Recurrent Neural Networks

Posted on Dec 18, 2020

Introduction

During this course, I had the pleasure of discovering what Recurrent Neural Networks were. Since the evaluation associated to this course is mostly based on my understanding on the course, I’ll try and be the clearest possible to show how much I’ve learned.

Sequence Modelling

As said in the course, sequential data is everywhere. Wether in stock exchange data, music, texts, proteines, audio etc. What we mean by sequence is an enumeration of possibly repeated objects. And a specific order in the sequence leads to a specific result : a different sequence of amino acids will lead to a different protein.

The question is : Can you use a Feed Forward Neural Network to complete classification over what we defined as a sequence ? The answer is no. Because of the variable size of the input (we need it to be fixed..) a regular FFNN would lead to incorrect predictions if the right architecture is not chosen, it would suffer from not having good generalisation and thus we would endlessly have to readapt our structure to make it fit for tiny different problems.

Sequence Modelling is thus the ability of a network, to make predictions about any type of sequential data. Google Trad is a perfect example of a model that is able to handle sequential data.

Recurrent Neural Networks

Reuccrent Neural Networks are able to handle variable length of inputs and outputs, preserve sequential information and have a good generalisation.

But even if they are different than the regular Feed Forward Neural Network, they are still inspired by the human brain.

Behaving in the same way that our brain, RNN take into account all of what’s has been fed to him through a recurrent relation : h !

Basic architecture

Basically the RNN is going to take into account through each time step the information about previous time steps, therefore the network keeps in memory everything that passes as a human brain would do.

In RNN we still need as in regular NN to minimise the loss in order to improve accuracy. To do so, weights are not updated at each time step but in the end ! To do so, RNN use a backpropagation through time. The system basically goes back in time (ie the sequence) and backpropagates the error like in a NN. But the BPTT is more complex than the regular one because it akes into account all of the previous steps in time. For simple models like the Vanilla one, Gradient Explosion & Gradient Vanishing are thus very common because of the computing complexity.

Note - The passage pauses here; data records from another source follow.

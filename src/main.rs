use std::path::{Path, PathBuf};

use anyhow::Context;
use clap::Parser;
use tokio::sync::broadcast;
use tracing::{info, warn};

use cloudprint::config;
use cloudprint::daemon::{CommandJobSource, Daemon, DaemonSettings};
use cloudprint::xmpp::TlsDialer;

const VERSION: &str = concat!(env!("CARGO_PKG_VERSION"), " (build ", env!("GIT_HASH"), ")");

/// Keep a cloud print queue's push channel open and run the job hook on
/// every notification.
#[derive(Debug, Parser)]
#[command(name = "cloudprint", version = VERSION, about)]
struct Cli {
    /// Configuration file (default: <config dir>/cloudprint/cloudprint.toml)
    #[arg(short, long, value_name = "PATH")]
    config: Option<PathBuf>,

    /// Poll for jobs every `fast_poll_secs` instead of `poll_secs`
    #[arg(long)]
    fastpoll: bool,

    /// Log to stderr; `--verbose=xmpp` adds raw push-channel traffic
    #[arg(
        short,
        long,
        value_name = "LEVEL",
        num_args = 0..=1,
        require_equals = true,
        default_missing_value = "default",
        value_parser = ["default", "xmpp"]
    )]
    verbose: Option<String>,

    /// Directory for the daily log files
    #[arg(long, value_name = "DIR")]
    log_dir: Option<PathBuf>,

    /// Skip TLS certificate verification (self-signed development servers only)
    #[arg(long)]
    dangerous_insecure_tls: bool,

    /// Run a single cycle (jobs, connect, one wait) and exit
    #[arg(long)]
    once: bool,
}

/// Platform log directory:
///   Linux:   ~/.local/share/cloudprint/logs/  (or $XDG_DATA_HOME)
///   macOS:   ~/Library/Application Support/cloudprint/logs/
///   Windows: %LOCALAPPDATA%\cloudprint\logs\
fn default_log_dir() -> PathBuf {
    dirs::data_local_dir()
        .unwrap_or_else(|| PathBuf::from("."))
        .join("cloudprint")
        .join("logs")
}

/// Always write to a daily log file; add stderr output when `--verbose` is
/// passed or `RUST_LOG` is set.
fn init_tracing(log_dir: &Path, verbose_level: Option<&str>) {
    use tracing_subscriber::prelude::*;
    use tracing_subscriber::EnvFilter;

    if let Err(e) = std::fs::create_dir_all(log_dir) {
        eprintln!("Warning: could not create log directory '{}': {}", log_dir.display(), e);
    }

    let rust_log = std::env::var("RUST_LOG").is_ok();

    let file_filter = if rust_log {
        EnvFilter::from_default_env()
    } else {
        EnvFilter::new("cloudprint=info,info")
    };

    let file_appender = tracing_appender::rolling::daily(log_dir, "cloudprint.log");
    let (non_blocking, guard) = tracing_appender::non_blocking(file_appender);
    let file_layer = tracing_subscriber::fmt::layer()
        .with_writer(non_blocking)
        .with_ansi(false)
        .with_filter(file_filter);

    let stderr_layer = if verbose_level.is_some() || rust_log {
        let stderr_filter = if rust_log {
            EnvFilter::from_default_env()
        } else if verbose_level == Some("xmpp") {
            EnvFilter::new("cloudprint=info,cloudprint::xmpp=debug,info")
        } else {
            EnvFilter::new("cloudprint=info,info")
        };

        Some(
            tracing_subscriber::fmt::layer()
                .with_writer(std::io::stderr)
                .with_filter(stderr_filter),
        )
    } else {
        None
    };

    tracing_subscriber::registry()
        .with(file_layer)
        .with(stderr_layer)
        .init();

    // The writer thread must outlive every log call; flushes on process exit.
    std::mem::forget(guard);

    eprintln!("Log directory: {}", log_dir.display());
}

/// Resolves on Ctrl-C, or SIGTERM on Unix.
async fn shutdown_signal() {
    let ctrl_c = async {
        if let Err(e) = tokio::signal::ctrl_c().await {
            warn!(error = %e, "Could not listen for Ctrl-C");
            std::future::pending::<()>().await;
        }
    };

    #[cfg(unix)]
    let terminate = async {
        match tokio::signal::unix::signal(tokio::signal::unix::SignalKind::terminate()) {
            Ok(mut signal) => {
                signal.recv().await;
            }
            Err(e) => {
                warn!(error = %e, "Could not listen for SIGTERM");
                std::future::pending::<()>().await;
            }
        }
    };
    #[cfg(not(unix))]
    let terminate = std::future::pending::<()>();

    tokio::select! {
        _ = ctrl_c => info!("Ctrl-C received, shutting down"),
        _ = terminate => info!("SIGTERM received, shutting down"),
    }
}

#[tokio::main]
async fn main() -> anyhow::Result<()> {
    let cli = Cli::parse();

    let log_dir = cli.log_dir.clone().unwrap_or_else(default_log_dir);
    init_tracing(&log_dir, cli.verbose.as_deref());
    info!(
        version = env!("CARGO_PKG_VERSION"),
        build = env!("GIT_HASH"),
        os = std::env::consts::OS,
        arch = std::env::consts::ARCH,
        "cloudprint starting"
    );

    let mut config = config::load_config(cli.config.as_deref()).context("failed to load configuration")?;
    if cli.fastpoll {
        config.daemon.fast_poll = true;
    }
    if cli.dangerous_insecure_tls {
        config.xmpp.dangerous_insecure_tls = true;
    }

    let settings = DaemonSettings {
        endpoint: config.endpoint()?,
        poll: config.poll_period(),
        retry: config.retry_period(),
    };
    let dialer = TlsDialer::new(config.connect_timeout(), config.xmpp.dangerous_insecure_tls)
        .context("failed to set up TLS")?;
    let mut daemon = Daemon::new(
        CommandJobSource::new(config.daemon.job_command.clone()),
        config.credential_source(),
        dialer,
        config.xmpp_settings(),
        settings,
    );

    if cli.once {
        let outcome = daemon.run_once().await;
        daemon.shutdown().await;
        let outcome = outcome?;
        info!(?outcome, "Single cycle finished");
        return Ok(());
    }

    let (shutdown_tx, shutdown_rx) = broadcast::channel(1);
    tokio::spawn(async move {
        shutdown_signal().await;
        let _ = shutdown_tx.send(());
    });

    daemon.run(shutdown_rx).await;
    Ok(())
}
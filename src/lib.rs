//! Cloud print push-notification bridge.
//!
//! The [`xmpp`] module holds the persistent push-channel client; [`daemon`]
//! drives the job loop around it.

pub mod auth;
pub mod config;
pub mod daemon;
pub mod error;
pub mod xmpp;

pub use error::{ErrorKind, XmppError};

These problems with the gradient mainly come with the fact that long sequence may encapsluate the missing information in the very first part of the sequence. To retrieve it would mean that the RNN must not loose any information throughout its whole computation which is mostly impossible. To solve this issue, LSTM or Long Short Term Memory Networks are used.

LSTM

Instead of having just one neuron in the repeating module, LSTM have four which aim to help with long-term dependencies.

These four “neurons” or gates filter information, by forgetting it or deciding what to write, or how much to write and what to output. Basically they are behaving as a human brain would do, trying to remember the most accurate and useful information. This solution solves in practive the problems faced with the gradient.

Applications

RNN are used in various fields, Language Modelling (Predicting the last word of a sentence), Image Generation (trying to predict the next image in a sequence), Sequence to Sequence (translation for example), Visual Question Answering (outputting information about a given picture), Hand Gesture Recognition etc.

The main problem with RNN is that they need to wait until all the data has been proceeded before being able to make a prediction…

But this field is particularly exciting mostly with the topic of Attention : The idea is to let every step of an RNN pick information to look at from some larger collection of information. For example, if you are using an RNN to create a caption describing an image, it might pick a part of the image to look at for every word it outputs.

The ideas of style transfer and its unlimited potential truly highlight how important RNN might become in art, culture or something we might even not know yet…

The lab

Unfortunately, I could not quite finish the lab 😢 …

So I’ve decided to focus on the explanation of my understanding of the course.

To make up for the lab uncompletion I would like to give you some feedback about the course.

I’ve enjoyed a lot discovering another aspect of AI, mostly because I did not know about RNN or at least the basic concept behind it.

You were really pedagogue and enthusiatic and I thank you for that.